Only lines with the word "done" are needed; collect each of them from the listing below.

Segment Open

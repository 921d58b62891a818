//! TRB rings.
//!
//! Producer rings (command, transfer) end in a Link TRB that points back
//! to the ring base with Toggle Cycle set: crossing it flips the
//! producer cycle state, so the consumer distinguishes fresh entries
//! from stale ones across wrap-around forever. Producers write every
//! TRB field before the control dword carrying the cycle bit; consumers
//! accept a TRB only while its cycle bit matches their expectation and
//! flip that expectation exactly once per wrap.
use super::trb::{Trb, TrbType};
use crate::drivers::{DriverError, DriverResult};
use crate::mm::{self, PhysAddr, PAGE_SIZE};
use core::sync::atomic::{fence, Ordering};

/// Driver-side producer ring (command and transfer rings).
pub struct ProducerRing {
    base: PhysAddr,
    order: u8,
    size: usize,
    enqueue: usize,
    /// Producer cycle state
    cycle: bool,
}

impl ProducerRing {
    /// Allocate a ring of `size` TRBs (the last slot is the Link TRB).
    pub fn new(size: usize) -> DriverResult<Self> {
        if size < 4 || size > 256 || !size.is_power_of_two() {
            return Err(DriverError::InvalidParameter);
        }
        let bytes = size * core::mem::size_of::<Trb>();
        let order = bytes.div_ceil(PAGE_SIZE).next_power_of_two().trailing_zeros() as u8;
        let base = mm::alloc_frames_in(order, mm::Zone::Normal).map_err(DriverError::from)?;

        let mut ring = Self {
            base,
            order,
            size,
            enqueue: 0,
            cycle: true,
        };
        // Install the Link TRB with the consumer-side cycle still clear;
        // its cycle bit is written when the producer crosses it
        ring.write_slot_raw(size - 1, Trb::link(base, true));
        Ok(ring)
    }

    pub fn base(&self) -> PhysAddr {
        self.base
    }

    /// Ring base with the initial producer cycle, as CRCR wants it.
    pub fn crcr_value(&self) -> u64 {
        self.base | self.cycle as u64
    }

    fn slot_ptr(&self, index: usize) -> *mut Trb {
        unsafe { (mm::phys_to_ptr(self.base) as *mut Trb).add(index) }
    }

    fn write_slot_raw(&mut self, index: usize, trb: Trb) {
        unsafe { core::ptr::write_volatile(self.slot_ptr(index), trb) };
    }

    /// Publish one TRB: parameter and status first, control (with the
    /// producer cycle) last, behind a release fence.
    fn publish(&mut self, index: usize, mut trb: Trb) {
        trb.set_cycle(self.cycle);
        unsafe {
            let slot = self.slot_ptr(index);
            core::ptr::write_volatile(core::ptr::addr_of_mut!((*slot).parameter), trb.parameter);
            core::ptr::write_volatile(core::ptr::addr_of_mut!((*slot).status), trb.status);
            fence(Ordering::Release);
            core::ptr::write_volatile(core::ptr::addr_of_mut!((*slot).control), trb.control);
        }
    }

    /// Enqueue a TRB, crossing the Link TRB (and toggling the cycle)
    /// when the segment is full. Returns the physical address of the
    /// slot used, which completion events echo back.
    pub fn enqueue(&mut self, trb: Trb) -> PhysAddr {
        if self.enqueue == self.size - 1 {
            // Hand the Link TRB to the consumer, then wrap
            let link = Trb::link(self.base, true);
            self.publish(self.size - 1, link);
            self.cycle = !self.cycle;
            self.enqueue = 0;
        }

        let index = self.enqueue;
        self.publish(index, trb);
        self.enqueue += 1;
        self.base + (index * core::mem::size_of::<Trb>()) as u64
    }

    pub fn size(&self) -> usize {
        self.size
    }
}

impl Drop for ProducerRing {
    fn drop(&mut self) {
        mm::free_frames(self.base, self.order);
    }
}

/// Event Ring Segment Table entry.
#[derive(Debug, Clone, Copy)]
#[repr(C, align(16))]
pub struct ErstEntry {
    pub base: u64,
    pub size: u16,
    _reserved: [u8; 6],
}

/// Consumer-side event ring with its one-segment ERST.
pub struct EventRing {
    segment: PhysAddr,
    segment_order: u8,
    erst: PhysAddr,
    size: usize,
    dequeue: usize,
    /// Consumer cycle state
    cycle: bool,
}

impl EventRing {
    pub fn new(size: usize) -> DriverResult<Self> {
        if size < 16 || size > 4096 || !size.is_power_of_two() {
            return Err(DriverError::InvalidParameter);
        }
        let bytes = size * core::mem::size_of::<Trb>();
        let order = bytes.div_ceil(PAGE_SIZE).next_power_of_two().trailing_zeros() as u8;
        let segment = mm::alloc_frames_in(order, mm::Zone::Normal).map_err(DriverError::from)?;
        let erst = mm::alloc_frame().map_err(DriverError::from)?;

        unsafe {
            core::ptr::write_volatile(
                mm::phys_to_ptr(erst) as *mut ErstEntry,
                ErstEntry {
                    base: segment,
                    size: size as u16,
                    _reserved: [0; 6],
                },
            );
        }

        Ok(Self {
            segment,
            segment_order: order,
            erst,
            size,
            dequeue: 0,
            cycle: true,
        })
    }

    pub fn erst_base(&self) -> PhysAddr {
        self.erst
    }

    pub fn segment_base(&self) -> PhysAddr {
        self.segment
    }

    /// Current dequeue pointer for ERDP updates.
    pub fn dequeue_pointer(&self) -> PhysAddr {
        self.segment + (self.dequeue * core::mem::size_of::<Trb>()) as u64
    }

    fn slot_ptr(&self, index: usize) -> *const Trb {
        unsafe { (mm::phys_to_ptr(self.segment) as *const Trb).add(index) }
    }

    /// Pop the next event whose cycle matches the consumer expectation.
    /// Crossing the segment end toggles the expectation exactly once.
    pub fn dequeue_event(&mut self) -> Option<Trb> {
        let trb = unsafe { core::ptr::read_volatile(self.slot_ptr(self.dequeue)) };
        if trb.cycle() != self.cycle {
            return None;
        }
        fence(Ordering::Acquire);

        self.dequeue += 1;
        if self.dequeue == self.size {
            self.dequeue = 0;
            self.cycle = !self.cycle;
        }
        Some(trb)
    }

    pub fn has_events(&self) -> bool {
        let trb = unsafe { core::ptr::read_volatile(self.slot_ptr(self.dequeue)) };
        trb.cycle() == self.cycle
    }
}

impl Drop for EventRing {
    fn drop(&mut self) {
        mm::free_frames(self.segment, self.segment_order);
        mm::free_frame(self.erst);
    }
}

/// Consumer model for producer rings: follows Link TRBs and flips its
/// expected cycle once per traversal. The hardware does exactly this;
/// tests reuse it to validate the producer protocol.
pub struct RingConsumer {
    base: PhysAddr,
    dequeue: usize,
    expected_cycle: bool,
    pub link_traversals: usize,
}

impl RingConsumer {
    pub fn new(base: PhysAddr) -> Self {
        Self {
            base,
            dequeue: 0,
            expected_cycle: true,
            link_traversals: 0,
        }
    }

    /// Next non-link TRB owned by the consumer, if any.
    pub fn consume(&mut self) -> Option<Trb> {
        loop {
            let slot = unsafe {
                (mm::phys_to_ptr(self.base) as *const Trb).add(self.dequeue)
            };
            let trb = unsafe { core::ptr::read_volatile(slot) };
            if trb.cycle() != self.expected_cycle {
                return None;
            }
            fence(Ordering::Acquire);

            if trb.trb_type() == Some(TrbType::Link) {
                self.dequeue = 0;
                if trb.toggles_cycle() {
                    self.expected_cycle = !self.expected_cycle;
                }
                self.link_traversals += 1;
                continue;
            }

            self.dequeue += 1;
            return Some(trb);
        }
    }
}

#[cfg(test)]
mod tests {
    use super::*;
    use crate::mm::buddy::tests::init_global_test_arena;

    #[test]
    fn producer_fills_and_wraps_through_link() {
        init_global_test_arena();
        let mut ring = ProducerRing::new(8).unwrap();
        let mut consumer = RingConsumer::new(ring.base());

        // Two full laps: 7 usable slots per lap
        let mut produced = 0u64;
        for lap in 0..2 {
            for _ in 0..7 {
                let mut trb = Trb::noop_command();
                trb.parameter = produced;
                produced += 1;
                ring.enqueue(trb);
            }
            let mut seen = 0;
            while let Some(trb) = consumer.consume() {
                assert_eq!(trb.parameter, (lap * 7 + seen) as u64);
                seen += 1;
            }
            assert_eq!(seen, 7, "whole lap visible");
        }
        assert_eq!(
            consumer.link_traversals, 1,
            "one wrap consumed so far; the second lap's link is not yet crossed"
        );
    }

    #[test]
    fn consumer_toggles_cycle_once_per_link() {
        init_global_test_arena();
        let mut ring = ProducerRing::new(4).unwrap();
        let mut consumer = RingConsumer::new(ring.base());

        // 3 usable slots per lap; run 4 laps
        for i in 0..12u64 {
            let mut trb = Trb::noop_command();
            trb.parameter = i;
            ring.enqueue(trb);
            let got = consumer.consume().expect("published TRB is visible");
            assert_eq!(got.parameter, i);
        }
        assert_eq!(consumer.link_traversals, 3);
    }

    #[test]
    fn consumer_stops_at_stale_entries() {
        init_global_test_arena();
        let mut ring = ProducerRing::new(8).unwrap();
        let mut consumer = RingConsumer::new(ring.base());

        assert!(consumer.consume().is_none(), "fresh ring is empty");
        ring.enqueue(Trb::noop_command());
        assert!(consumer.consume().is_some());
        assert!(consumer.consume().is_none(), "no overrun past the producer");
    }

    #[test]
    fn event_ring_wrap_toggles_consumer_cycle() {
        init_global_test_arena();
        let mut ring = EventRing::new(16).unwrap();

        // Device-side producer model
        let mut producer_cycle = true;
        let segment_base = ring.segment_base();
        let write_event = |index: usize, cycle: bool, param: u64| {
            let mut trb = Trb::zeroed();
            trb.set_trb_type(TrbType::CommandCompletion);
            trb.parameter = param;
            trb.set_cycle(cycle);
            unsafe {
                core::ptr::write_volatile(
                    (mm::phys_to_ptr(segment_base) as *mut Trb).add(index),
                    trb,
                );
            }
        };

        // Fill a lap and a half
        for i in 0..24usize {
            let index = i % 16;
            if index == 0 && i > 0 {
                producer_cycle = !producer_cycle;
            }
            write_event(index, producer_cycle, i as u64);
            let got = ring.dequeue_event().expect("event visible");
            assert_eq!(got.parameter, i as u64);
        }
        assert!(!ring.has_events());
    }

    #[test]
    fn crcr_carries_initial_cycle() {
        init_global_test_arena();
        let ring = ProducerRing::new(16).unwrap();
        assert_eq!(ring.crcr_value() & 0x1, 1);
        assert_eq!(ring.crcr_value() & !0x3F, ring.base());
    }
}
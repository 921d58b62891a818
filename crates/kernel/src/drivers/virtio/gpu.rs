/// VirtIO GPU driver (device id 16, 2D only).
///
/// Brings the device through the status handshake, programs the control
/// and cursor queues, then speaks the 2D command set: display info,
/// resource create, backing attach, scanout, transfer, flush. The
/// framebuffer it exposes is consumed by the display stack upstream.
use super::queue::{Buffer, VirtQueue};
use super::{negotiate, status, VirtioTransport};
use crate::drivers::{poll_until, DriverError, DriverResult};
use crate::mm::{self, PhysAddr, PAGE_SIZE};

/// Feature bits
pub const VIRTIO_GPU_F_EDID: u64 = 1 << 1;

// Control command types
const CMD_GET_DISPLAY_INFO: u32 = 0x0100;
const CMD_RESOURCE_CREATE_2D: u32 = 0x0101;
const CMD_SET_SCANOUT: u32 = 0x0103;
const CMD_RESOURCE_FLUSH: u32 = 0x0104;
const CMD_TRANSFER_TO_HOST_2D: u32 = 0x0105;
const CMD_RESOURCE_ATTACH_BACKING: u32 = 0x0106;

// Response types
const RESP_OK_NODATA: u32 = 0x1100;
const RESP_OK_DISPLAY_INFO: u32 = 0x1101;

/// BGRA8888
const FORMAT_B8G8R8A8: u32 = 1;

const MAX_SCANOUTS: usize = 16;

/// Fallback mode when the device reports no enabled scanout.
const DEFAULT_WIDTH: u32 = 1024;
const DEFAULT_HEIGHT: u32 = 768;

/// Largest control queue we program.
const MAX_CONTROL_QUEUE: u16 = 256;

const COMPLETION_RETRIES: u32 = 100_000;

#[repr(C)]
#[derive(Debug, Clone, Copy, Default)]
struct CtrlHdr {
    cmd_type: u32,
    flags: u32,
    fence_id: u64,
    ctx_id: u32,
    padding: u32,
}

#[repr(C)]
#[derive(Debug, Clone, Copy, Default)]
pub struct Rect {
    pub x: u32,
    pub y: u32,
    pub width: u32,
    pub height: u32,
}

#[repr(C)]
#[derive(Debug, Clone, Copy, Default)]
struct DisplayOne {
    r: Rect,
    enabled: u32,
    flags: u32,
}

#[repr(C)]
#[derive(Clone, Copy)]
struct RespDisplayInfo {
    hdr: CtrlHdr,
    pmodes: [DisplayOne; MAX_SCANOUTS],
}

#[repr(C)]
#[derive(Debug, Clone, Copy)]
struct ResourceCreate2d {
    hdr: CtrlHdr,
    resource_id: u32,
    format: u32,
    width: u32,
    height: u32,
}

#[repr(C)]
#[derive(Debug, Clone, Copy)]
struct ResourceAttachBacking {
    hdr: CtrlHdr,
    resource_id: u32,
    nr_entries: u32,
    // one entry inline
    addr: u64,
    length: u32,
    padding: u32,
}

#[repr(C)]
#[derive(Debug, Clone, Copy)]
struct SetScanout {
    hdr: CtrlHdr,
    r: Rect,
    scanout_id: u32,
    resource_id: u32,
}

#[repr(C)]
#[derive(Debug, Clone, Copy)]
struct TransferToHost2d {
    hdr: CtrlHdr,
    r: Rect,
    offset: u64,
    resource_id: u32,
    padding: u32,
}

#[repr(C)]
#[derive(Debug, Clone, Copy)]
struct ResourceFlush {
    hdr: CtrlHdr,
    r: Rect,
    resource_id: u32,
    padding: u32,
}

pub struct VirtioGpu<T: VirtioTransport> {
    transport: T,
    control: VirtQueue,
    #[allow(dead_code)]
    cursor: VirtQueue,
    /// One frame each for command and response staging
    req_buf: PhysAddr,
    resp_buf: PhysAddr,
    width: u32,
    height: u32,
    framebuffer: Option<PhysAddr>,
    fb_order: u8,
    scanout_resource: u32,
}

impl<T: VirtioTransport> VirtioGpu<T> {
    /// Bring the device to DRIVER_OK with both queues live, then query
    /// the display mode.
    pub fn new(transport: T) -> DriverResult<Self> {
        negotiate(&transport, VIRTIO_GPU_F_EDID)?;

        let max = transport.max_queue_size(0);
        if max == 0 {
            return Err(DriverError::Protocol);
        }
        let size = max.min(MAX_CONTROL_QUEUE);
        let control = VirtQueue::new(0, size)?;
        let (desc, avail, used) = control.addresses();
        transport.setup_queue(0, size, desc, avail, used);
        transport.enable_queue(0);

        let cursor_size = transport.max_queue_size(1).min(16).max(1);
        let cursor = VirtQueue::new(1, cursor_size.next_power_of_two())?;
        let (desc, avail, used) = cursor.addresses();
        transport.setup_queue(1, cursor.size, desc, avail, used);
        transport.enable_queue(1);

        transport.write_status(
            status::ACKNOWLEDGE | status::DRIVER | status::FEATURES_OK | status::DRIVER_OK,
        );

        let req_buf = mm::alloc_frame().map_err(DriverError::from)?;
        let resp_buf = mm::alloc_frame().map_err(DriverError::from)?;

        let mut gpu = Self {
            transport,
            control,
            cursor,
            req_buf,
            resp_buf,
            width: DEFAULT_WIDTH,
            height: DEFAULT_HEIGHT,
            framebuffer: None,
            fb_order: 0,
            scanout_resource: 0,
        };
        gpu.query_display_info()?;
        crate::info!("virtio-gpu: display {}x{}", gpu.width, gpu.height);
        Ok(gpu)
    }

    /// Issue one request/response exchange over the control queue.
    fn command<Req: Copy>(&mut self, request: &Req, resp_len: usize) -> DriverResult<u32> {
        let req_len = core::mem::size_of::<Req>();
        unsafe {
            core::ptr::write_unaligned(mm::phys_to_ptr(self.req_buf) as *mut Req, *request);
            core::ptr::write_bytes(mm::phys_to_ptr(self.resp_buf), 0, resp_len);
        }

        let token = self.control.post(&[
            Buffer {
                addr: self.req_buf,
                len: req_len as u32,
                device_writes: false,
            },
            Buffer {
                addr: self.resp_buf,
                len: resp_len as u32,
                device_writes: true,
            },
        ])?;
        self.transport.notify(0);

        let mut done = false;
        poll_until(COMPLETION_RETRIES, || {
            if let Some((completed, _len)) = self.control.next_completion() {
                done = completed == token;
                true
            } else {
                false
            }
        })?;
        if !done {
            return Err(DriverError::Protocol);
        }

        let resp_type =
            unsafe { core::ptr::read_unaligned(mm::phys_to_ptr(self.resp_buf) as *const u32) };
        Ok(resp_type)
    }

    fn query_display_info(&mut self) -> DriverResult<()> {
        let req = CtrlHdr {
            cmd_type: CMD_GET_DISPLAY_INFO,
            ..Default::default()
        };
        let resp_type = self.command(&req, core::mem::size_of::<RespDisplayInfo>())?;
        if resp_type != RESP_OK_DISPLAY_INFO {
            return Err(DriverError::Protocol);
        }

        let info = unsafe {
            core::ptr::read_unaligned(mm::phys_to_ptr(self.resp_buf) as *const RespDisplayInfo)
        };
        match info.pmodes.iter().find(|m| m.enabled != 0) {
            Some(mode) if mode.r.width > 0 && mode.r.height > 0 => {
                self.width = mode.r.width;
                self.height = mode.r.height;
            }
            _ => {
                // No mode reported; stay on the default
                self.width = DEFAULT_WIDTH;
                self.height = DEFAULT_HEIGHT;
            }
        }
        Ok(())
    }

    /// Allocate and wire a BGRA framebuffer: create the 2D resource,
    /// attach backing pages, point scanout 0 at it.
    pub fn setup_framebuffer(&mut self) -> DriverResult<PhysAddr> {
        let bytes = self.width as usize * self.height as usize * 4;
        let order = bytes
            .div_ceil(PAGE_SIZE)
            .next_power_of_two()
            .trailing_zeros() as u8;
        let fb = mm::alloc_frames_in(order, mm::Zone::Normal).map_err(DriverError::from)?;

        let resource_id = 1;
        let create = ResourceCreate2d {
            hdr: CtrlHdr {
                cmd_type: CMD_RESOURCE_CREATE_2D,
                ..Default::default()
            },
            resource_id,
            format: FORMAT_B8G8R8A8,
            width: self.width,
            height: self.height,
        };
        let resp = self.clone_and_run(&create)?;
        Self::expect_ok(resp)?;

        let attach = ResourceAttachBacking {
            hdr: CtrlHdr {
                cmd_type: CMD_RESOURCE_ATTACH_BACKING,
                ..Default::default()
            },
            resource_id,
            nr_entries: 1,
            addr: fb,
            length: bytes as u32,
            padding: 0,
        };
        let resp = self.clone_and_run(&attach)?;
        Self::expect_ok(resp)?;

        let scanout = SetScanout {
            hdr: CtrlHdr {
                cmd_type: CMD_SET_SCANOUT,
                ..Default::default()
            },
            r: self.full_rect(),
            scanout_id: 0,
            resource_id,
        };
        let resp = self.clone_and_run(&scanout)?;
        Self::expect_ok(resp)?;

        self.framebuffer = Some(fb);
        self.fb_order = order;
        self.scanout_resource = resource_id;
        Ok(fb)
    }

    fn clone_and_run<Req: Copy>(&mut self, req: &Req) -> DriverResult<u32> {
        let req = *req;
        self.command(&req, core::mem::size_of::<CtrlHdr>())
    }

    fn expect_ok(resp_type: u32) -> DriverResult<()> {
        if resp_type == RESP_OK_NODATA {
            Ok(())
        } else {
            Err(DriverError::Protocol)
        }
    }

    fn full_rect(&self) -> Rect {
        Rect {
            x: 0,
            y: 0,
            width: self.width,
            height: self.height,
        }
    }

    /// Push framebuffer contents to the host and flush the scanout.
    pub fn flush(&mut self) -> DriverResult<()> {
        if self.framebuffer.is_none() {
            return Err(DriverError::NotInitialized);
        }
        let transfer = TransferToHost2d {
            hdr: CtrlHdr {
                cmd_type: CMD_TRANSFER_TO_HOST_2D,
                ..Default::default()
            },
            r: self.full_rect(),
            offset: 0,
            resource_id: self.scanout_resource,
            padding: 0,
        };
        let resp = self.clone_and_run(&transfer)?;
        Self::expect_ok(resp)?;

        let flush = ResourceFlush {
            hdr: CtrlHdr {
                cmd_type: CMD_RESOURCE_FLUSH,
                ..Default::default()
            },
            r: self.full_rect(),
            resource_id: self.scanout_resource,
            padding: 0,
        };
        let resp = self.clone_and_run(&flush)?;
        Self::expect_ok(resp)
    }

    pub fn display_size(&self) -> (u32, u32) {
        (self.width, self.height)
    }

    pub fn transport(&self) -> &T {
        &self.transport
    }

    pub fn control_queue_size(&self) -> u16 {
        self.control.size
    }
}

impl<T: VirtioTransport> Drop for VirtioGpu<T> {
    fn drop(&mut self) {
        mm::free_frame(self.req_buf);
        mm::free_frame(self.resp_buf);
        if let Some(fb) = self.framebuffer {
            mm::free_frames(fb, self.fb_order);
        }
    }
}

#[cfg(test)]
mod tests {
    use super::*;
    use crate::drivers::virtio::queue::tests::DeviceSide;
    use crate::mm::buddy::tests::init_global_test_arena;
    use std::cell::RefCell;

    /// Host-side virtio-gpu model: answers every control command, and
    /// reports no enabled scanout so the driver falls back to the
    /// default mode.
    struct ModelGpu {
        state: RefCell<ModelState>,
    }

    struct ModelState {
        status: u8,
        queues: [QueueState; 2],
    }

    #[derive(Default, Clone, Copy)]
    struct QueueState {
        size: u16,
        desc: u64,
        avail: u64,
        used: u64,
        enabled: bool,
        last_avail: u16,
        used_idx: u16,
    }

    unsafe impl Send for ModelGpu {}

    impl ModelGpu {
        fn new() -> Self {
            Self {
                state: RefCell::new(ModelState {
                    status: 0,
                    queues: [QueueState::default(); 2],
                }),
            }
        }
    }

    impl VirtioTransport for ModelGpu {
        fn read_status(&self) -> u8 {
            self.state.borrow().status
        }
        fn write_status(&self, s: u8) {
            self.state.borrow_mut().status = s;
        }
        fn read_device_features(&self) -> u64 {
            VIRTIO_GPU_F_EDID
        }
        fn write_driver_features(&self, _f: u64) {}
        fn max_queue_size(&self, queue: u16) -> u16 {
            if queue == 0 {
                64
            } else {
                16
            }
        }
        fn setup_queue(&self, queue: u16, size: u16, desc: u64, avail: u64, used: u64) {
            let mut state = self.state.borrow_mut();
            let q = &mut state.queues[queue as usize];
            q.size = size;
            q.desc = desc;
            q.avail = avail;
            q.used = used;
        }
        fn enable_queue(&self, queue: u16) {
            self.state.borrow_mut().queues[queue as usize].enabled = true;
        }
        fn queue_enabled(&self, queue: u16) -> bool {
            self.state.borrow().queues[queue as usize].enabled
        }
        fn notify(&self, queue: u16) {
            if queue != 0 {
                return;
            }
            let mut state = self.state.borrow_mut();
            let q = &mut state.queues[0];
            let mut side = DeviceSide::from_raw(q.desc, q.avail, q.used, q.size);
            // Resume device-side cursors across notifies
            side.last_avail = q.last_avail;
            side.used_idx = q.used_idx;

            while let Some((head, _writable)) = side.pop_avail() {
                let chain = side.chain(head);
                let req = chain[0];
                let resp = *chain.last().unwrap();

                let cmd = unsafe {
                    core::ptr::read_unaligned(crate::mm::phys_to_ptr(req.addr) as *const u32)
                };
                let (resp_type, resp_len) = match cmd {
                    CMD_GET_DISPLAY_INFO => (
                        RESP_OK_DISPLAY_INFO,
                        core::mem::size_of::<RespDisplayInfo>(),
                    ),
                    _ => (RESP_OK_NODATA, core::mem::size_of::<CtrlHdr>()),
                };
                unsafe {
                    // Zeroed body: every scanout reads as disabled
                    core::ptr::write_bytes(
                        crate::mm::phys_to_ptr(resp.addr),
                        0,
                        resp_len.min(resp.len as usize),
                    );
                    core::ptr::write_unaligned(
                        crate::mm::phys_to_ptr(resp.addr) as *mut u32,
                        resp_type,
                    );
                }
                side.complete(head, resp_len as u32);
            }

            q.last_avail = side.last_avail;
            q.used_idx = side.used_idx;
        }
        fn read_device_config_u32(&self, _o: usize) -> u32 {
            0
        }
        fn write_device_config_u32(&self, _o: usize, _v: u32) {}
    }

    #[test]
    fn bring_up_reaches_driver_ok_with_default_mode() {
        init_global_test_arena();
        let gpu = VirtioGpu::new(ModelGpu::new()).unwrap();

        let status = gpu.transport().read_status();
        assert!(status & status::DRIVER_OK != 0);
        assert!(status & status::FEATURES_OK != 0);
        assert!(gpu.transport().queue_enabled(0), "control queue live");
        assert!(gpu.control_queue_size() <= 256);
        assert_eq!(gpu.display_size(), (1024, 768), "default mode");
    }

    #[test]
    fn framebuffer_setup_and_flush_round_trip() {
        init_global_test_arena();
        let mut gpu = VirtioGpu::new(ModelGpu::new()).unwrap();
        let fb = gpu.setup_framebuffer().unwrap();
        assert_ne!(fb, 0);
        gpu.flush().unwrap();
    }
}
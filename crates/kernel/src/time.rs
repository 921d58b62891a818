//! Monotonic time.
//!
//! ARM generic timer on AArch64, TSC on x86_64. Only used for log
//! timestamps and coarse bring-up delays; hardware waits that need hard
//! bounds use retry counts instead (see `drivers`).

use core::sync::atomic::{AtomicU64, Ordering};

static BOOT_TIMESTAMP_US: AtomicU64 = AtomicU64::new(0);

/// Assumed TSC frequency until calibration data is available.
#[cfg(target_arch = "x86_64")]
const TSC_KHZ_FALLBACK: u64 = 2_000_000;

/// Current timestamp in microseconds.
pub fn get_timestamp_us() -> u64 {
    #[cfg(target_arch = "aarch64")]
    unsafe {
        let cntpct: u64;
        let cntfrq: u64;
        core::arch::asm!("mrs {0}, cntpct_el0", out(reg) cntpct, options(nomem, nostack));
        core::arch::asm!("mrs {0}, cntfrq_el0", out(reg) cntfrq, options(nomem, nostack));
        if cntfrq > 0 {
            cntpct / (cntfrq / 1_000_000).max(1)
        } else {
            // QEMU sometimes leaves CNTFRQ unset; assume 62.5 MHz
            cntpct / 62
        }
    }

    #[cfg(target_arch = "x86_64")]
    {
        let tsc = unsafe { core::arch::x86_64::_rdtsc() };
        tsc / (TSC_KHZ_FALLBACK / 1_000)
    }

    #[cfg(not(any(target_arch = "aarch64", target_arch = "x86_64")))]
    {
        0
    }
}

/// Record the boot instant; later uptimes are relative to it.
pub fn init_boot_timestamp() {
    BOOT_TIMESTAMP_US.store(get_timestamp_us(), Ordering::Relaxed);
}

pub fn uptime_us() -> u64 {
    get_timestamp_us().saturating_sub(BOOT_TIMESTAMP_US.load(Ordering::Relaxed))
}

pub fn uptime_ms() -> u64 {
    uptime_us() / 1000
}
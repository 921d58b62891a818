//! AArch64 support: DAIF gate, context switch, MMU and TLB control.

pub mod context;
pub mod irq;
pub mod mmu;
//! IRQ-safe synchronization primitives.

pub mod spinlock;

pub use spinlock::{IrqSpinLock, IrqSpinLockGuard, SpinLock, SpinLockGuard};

Segment Closed

**Written reply:**
        let mut done = false;
                done = completed == token;
        if !done {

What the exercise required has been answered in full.